À Port-Sainte-Lucie, on ne sympathisait pas avec le vent. On faisait avec, on le subissait. La nuit comme le jour, l'été comme l'hiver, il dictait les règles. Sans concession. Il ne nous laissait pas le choix : soit on s'adaptait, soit on quittait le pays. Il n'y avait pas d'autre alternative. Celui qui tentait de l'affronter ne gagnait jamais. Même les plus braves finissaient par craquer. Seuls ceux qui avaient le label « natifs de la région » résistaient. Pour survivre, les autres devaient oublier leur fierté, plier humblement la tête et accepter ses désirs et ses colères.

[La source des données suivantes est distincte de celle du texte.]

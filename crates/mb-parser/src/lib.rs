#![forbid(unsafe_code)]

mod builder;
mod er;
mod flowchart;
mod sequence;
mod text;

use mb_core::metadata::SideChannel;
use mb_core::{Diagram, Dialect, Point, SequenceScript, Theme};
use mb_layout::{LayoutConfig, SequenceLayoutConfig, layout_diagram, layout_sequence};
use serde::Serialize;
use serde_json::json;
use tracing::debug;

use crate::text::{first_word, levenshtein, significant_lines};

/// Output of [`parse`]: always a graph, plus whatever went wrong on the way.
#[derive(Debug, Clone, PartialEq, Serialize)]
pub struct ParseResult {
    pub diagram: Diagram,
    /// Line diagnostics, `Line N: ...` where a line is known.
    pub warnings: Vec<String>,
    pub detection: Detection,
    /// Whether saved positions were trusted or a layout pass ran.
    pub layout: LayoutOutcome,
}

/// How the dialect was chosen.
#[derive(Debug, Clone, Copy, PartialEq, Eq, Serialize)]
#[serde(rename_all = "snake_case")]
pub enum DetectionMethod {
    /// An `erDiagram` or `sequenceDiagram` line.
    Marker,
    /// A `flowchart`/`graph` header line.
    Header,
    /// No header at all; read as a flowchart.
    Fallback,
    /// Nothing but blank lines and comments.
    EmptyInput,
}

impl DetectionMethod {
    #[must_use]
    pub const fn as_str(self) -> &'static str {
        match self {
            Self::Marker => "dialect marker",
            Self::Header => "flowchart header",
            Self::Fallback => "fallback to flowchart",
            Self::EmptyInput => "empty input",
        }
    }
}

#[derive(Debug, Clone, PartialEq, Eq, Serialize)]
pub struct Detection {
    pub dialect: Dialect,
    pub method: DetectionMethod,
    /// 1-based line of the marker or header.
    #[serde(skip_serializing_if = "Option::is_none")]
    pub line: Option<usize>,
    pub warnings: Vec<String>,
}

/// Which placement strategy produced the node positions.
#[derive(Debug, Clone, Copy, PartialEq, Eq, Serialize)]
#[serde(tag = "mode", rename_all = "snake_case")]
pub enum LayoutOutcome {
    /// No nodes to place.
    Empty,
    /// Saved positions covered at least half of the nodes; the rest were parked.
    Restored { saved: usize, parked: usize },
    /// The layered layout ran over the whole graph.
    Layered {
        ranks: usize,
        crossings: usize,
        reversed_edges: usize,
    },
    /// Sequence diagrams are always laid out from their message script.
    Lifelines { participants: usize, messages: usize },
}

/// Keywords checked for near-miss spellings when no header matched.
const DIALECT_KEYWORDS: &[(&str, Dialect)] = &[
    ("erdiagram", Dialect::EntityRelationship),
    ("sequencediagram", Dialect::Sequence),
    ("flowchart", Dialect::Flowchart),
    ("graph", Dialect::Flowchart),
];

/// Pick the dialect for `input`.
///
/// Any `erDiagram` line wins; otherwise any `sequenceDiagram` line;
/// otherwise the text is a flowchart. Marker words compare case-insensitively.
#[must_use]
pub fn detect(input: &str) -> Detection {
    let mut er_line = None;
    let mut sequence_line = None;
    let mut first = None;
    for (line_number, line) in significant_lines(input) {
        let word = first_word(line);
        first.get_or_insert((line_number, line));
        if er_line.is_none() && word.eq_ignore_ascii_case("erdiagram") {
            er_line = Some(line_number);
        } else if sequence_line.is_none() && word.eq_ignore_ascii_case("sequencediagram") {
            sequence_line = Some(line_number);
        }
    }

    if let Some(line) = er_line {
        return marker(Dialect::EntityRelationship, line);
    }
    if let Some(line) = sequence_line {
        return marker(Dialect::Sequence, line);
    }

    let Some((line_number, line)) = first else {
        return Detection {
            dialect: Dialect::Flowchart,
            method: DetectionMethod::EmptyInput,
            line: None,
            warnings: Vec::new(),
        };
    };
    if flowchart::is_header(line) {
        return Detection {
            dialect: Dialect::Flowchart,
            method: DetectionMethod::Header,
            line: Some(line_number),
            warnings: Vec::new(),
        };
    }

    // Only header-shaped lines (a keyword and maybe a direction) get a hint.
    let word = first_word(line);
    let lower = word.to_lowercase();
    let header_shaped = line.split_whitespace().count() <= 2;
    let hint = DIALECT_KEYWORDS
        .iter()
        .filter(|_| header_shaped)
        .map(|(keyword, dialect)| (levenshtein(&lower, keyword), *keyword, *dialect))
        .filter(|(distance, _, _)| (1..=2).contains(distance))
        .min_by_key(|(distance, _, _)| *distance);
    let warnings = hint
        .map(|(_, keyword, dialect)| {
            format!(
                "Line {line_number}: `{word}` looks like a misspelled `{keyword}` header ({}); reading as flowchart",
                dialect.as_str()
            )
        })
        .into_iter()
        .collect();

    Detection {
        dialect: Dialect::Flowchart,
        method: DetectionMethod::Fallback,
        line: None,
        warnings,
    }
}

fn marker(dialect: Dialect, line: usize) -> Detection {
    Detection {
        dialect,
        method: DetectionMethod::Marker,
        line: Some(line),
        warnings: Vec::new(),
    }
}

/// Parse with the built-in theme.
#[must_use]
pub fn parse(input: &str) -> ParseResult {
    parse_with_theme(input, &Theme::default())
}

/// Parse `input` into a graph. Never fails: unreadable statements become
/// warnings and the graph holds whatever could be recovered.
#[must_use]
pub fn parse_with_theme(input: &str, theme: &Theme) -> ParseResult {
    let detection = detect(input);
    let channel = SideChannel::from_text(input);
    let palette = theme.dialect(detection.dialect);
    let layout_config = LayoutConfig::default();

    let (diagram, dialect_warnings, layout) = match detection.dialect {
        Dialect::Flowchart => {
            let (mut diagram, warnings) = flowchart::parse(input, palette, &channel);
            let layout = builder::place_nodes(&mut diagram, &channel, &layout_config);
            (diagram, warnings, layout)
        }
        Dialect::EntityRelationship => {
            let (mut diagram, warnings) = er::parse(input, palette, &channel);
            let layout = builder::place_nodes(&mut diagram, &channel, &layout_config);
            (diagram, warnings, layout)
        }
        Dialect::Sequence => sequence::parse(input, palette, &channel),
    };

    let mut warnings = detection.warnings.clone();
    warnings.extend(dialect_warnings);
    debug!(
        dialect = detection.dialect.as_str(),
        method = detection.method.as_str(),
        nodes = diagram.nodes.len(),
        edges = diagram.edges.len(),
        warnings = warnings.len(),
        "parsed diagram"
    );

    ParseResult {
        diagram,
        warnings,
        detection,
        layout,
    }
}

/// Throw away every position and lay the graph out again.
pub fn relayout(diagram: &mut Diagram, theme: &Theme) -> LayoutOutcome {
    if diagram.dialect == Dialect::Sequence {
        let script = SequenceScript::from_diagram(diagram);
        let layout = layout_sequence(
            &script,
            &SequenceLayoutConfig::default(),
            theme.dialect(Dialect::Sequence),
        );
        let outcome = LayoutOutcome::Lifelines {
            participants: layout.stats.participants,
            messages: layout.stats.messages,
        };
        diagram.nodes = layout.nodes;
        diagram.edges = layout.edges;
        return outcome;
    }

    if diagram.nodes.is_empty() {
        return LayoutOutcome::Empty;
    }
    for node in &mut diagram.nodes {
        node.position = Point::default();
    }
    let stats = layout_diagram(diagram, &LayoutConfig::default());
    LayoutOutcome::Layered {
        ranks: stats.rank_count,
        crossings: stats.crossing_count,
        reversed_edges: stats.reversed_edges,
    }
}

/// Compact machine-readable summary of a parse.
#[must_use]
pub fn summary_json(parsed: &ParseResult) -> String {
    json!({
        "dialect": parsed.diagram.dialect.as_str(),
        "detection": parsed.detection.method.as_str(),
        "node_count": parsed.diagram.nodes.len(),
        "edge_count": parsed.diagram.edges.len(),
        "group_count": parsed.diagram.nodes.iter().filter(|node| node.shape.is_group()).count(),
        "warning_count": parsed.warnings.len(),
        "warnings": parsed.warnings.clone(),
        "layout": parsed.layout,
    })
    .to_string()
}

#[cfg(test)]
mod tests {
    use super::{DetectionMethod, LayoutOutcome, detect, parse, relayout, summary_json};
    use mb_core::{Dialect, NodeKind, Theme};
    use proptest::prelude::*;

    #[test]
    fn markers_pick_the_dialect() {
        let er = detect("%% note\nerDiagram\nA ||--o{ B : has");
        assert_eq!(er.dialect, Dialect::EntityRelationship);
        assert_eq!(er.method, DetectionMethod::Marker);
        assert_eq!(er.line, Some(2));

        let sequence = detect("SEQUENCEDIAGRAM\nA->>B: hi");
        assert_eq!(sequence.dialect, Dialect::Sequence);

        // erDiagram wins wherever it appears.
        let both = detect("sequenceDiagram\nerDiagram");
        assert_eq!(both.dialect, Dialect::EntityRelationship);
    }

    #[test]
    fn flowchart_headers_and_fallback() {
        let header = detect("graph LR\nA --> B");
        assert_eq!(header.dialect, Dialect::Flowchart);
        assert_eq!(header.method, DetectionMethod::Header);

        let fallback = detect("A --> B");
        assert_eq!(fallback.method, DetectionMethod::Fallback);
        assert!(fallback.warnings.is_empty());

        let empty = detect("  \n%% only a comment\n");
        assert_eq!(empty.dialect, Dialect::Flowchart);
        assert_eq!(empty.method, DetectionMethod::EmptyInput);
    }

    #[test]
    fn misspelled_header_warns_but_stays_flowchart() {
        let detection = detect("erDiagarm\nA --> B");
        assert_eq!(detection.dialect, Dialect::Flowchart);
        assert_eq!(detection.method, DetectionMethod::Fallback);
        assert_eq!(detection.warnings.len(), 1);
        assert!(detection.warnings[0].starts_with("Line 1: `erDiagarm`"));
    }

    #[test]
    fn empty_input_is_an_empty_flowchart() {
        let parsed = parse("");
        assert_eq!(parsed.diagram.dialect, Dialect::Flowchart);
        assert!(parsed.diagram.nodes.is_empty());
        assert!(parsed.warnings.is_empty());
        assert_eq!(parsed.layout, LayoutOutcome::Empty);
    }

    #[test]
    fn two_node_flowchart_is_laid_out_top_down() {
        let parsed = parse("flowchart TD\nA[Start] --> B[End]");
        assert!(parsed.warnings.is_empty(), "{:?}", parsed.warnings);
        assert!(matches!(parsed.layout, LayoutOutcome::Layered { ranks: 2, .. }));
        let a = parsed.diagram.find_node("A").expect("A");
        let b = parsed.diagram.find_node("B").expect("B");
        assert_eq!(a.label, "Start");
        assert!(b.position.y > a.position.y);
    }

    #[test]
    fn saved_positions_are_trusted_by_the_half_rule() {
        let input = "flowchart TD\nA --> B\nB --> C\n%% layout: {\"version\":1,\"entries\":{\"A\":{\"x\":10.0,\"y\":20.0},\"B\":{\"x\":300.0,\"y\":20.0}}}";
        let parsed = parse(input);
        assert_eq!(parsed.layout, LayoutOutcome::Restored { saved: 2, parked: 1 });
        let a = parsed.diagram.find_node("A").expect("A");
        assert_eq!((a.position.x, a.position.y), (10.0, 20.0));
        let c = parsed.diagram.find_node("C").expect("C");
        assert!(c.position.y > 20.0, "parked below the saved row");
        assert_eq!(c.position.x, 10.0);
    }

    #[test]
    fn a_minority_of_saved_positions_is_ignored() {
        let input = "flowchart TD\nA --> B\nB --> C\n%% layout: {\"A\":{\"x\":999.0,\"y\":999.0}}";
        let parsed = parse(input);
        assert!(matches!(parsed.layout, LayoutOutcome::Layered { .. }));
        let a = parsed.diagram.find_node("A").expect("A");
        assert_ne!(a.position.x, 999.0);
    }

    #[test]
    fn style_directives_win_over_saved_styles() {
        let input = "flowchart TD\nA\nstyle A fill:#00ff00\n%% styles: {\"A\":{\"fill\":\"#ff0000\",\"stroke\":\"#0000ff\"}}";
        let parsed = parse(input);
        let a = parsed.diagram.find_node("A").expect("A");
        assert_eq!(a.style.fill, "#00ff00");
        assert_eq!(a.style.stroke, "#0000ff");
    }

    #[test]
    fn relayout_is_idempotent() {
        let mut parsed = parse("flowchart TD\nA --> B\nA --> C\nB --> D\nC --> D");
        let theme = Theme::default();
        relayout(&mut parsed.diagram, &theme);
        let first = parsed.diagram.clone();
        relayout(&mut parsed.diagram, &theme);
        assert_eq!(parsed.diagram, first);
    }

    #[test]
    fn relayout_rebuilds_sequence_anchors() {
        let mut parsed = parse("sequenceDiagram\nA->>B: one\nB->>A: two");
        let before = parsed.diagram.clone();
        let outcome = relayout(&mut parsed.diagram, &Theme::default());
        assert_eq!(
            outcome,
            LayoutOutcome::Lifelines {
                participants: 2,
                messages: 2
            }
        );
        assert_eq!(parsed.diagram, before);
        assert!(
            parsed
                .diagram
                .nodes
                .iter()
                .any(|node| node.kind() == NodeKind::Anchor)
        );
    }

    #[test]
    fn summary_reports_counts() {
        let parsed = parse("graph TD\nA --> B\nwhat is this");
        let summary: serde_json::Value =
            serde_json::from_str(&summary_json(&parsed)).expect("json");
        assert_eq!(summary["dialect"], "flowchart");
        assert_eq!(summary["node_count"], 2);
        assert_eq!(summary["warning_count"], 1);
        assert_eq!(summary["layout"]["mode"], "layered");
    }

    proptest! {
        #[test]
        fn prop_parse_is_total(input in "\\PC{0,200}") {
            let parsed = parse(&input);
            prop_assert!(parsed.diagram.validate().is_ok());
        }

        #[test]
        fn prop_parse_is_total_on_diagram_like_text(
            lines in prop::collection::vec(
                prop_oneof![
                    Just("graph TD".to_string()),
                    Just("subgraph G".to_string()),
                    Just("end".to_string()),
                    Just("erDiagram".to_string()),
                    Just("sequenceDiagram".to_string()),
                    "[A-D]{1,2} (-->|---|==>|-.->|->>|-->>|\\|\\|--o\\{) [A-D]{1,2}( : [a-z]{0,6})?",
                    "[A-D]\\[[a-z ]{0,5}\\]",
                    "style [A-D] fill:#[0-9a-f]{6}",
                    "%% (layout|styles|edges): [{}\\[\\]\"a-z:0-9,]{0,30}",
                ],
                0..16,
            )
        ) {
            let parsed = parse(&lines.join("\n"));
            prop_assert!(parsed.diagram.validate().is_ok());
        }
    }
}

Heureusement, en plein été, les accalmies prédominaient. À certains moments, la violence des éléments laissait place au calme et à la douceur mais les jours sans vent n'existaient pas vraiment. Au plus chaud de la saison se succédaient brise de mer et brise de terre. L'une glissait doucement, l'après-midi, sur les feuillages et l'autre, tout aussi gracieuse prenait sa place dès que le soleil déclinait. Ces deux souffles inverses étaient très faibles et les anciens, qui appréciaient cet air rafraîchissant, disaient que c'était la mer qui respirait.

Dans l'Antiquité, les Romains avaient bâti, à Narbonne, un temple à la gloire de Circius, le dieu du vent. Ils le vénéraient car, plus son souffle était violent, plus il assainissait l'air et rendait salubre la ville entourée d'étangs et de marécages. Circius n'était plus honoré à Port-Sainte-Lucie mais il n'était jamais bien loin quand les marins priaient Saint-Elme, leur Patron, dans l'église Notre-Dame-de-Bonne-Nouvelle.

Je m'étais vite habitué au climat coléreux de Port-Sainte-Lucie. Natif du Lauragais, j'avais passé toute mon enfance dans un village perché sur un promontoire constamment exposé aux foudres d'Éole. La nuit, la solitude et le silence m'angoissaient et le vent me rassurait. Il était comme une présence à mes côtés. Mon équilibre en dépendait. Avant de m'endormir, j'aimais l'entendre courir sur les tuiles de la maison et entrer dans la cheminée. J'écoutais sa plainte qui, tel le chant des sirènes, m'attirait au plus profond de mes rêves.

Il n'en était pas de même pour Sylvie. Elle ne le supportait pas. Ou du moins, elle ne le supportait plus. Le premier été, en 81, la météo avait été relativement clémente mais l'année suivante, l'été 82 avait été particulièrement venté. Elle avait dû abréger son séjour et rentrer plus tôt que prévu à Toulouse. Elle ne dormait plus, était très énervée, ne tolérait plus rien ni personne et réciproquement plus personne ne la supportait. Autant dire que notre relation de couple s'en était trouvée plus que perturbée. Aussi, pour l'été 83, nous avions pris la sage décision qu'elle resterait à Toulouse et ne viendrait me rejoindre à Port-Sainte-Lucie qu'un week-end sur deux.

Le Centre Commercial de La-Plage avait été rénové et, si les dieux de la météo n'étaient pas trop capricieux, les estivants seraient nombreux à venir y faire leurs courses. En tout cas, c'est ce que j'espérais sans me douter un instant que cette saison allait être la dernière et que, en deux mois, ma vie allait littéralement imploser.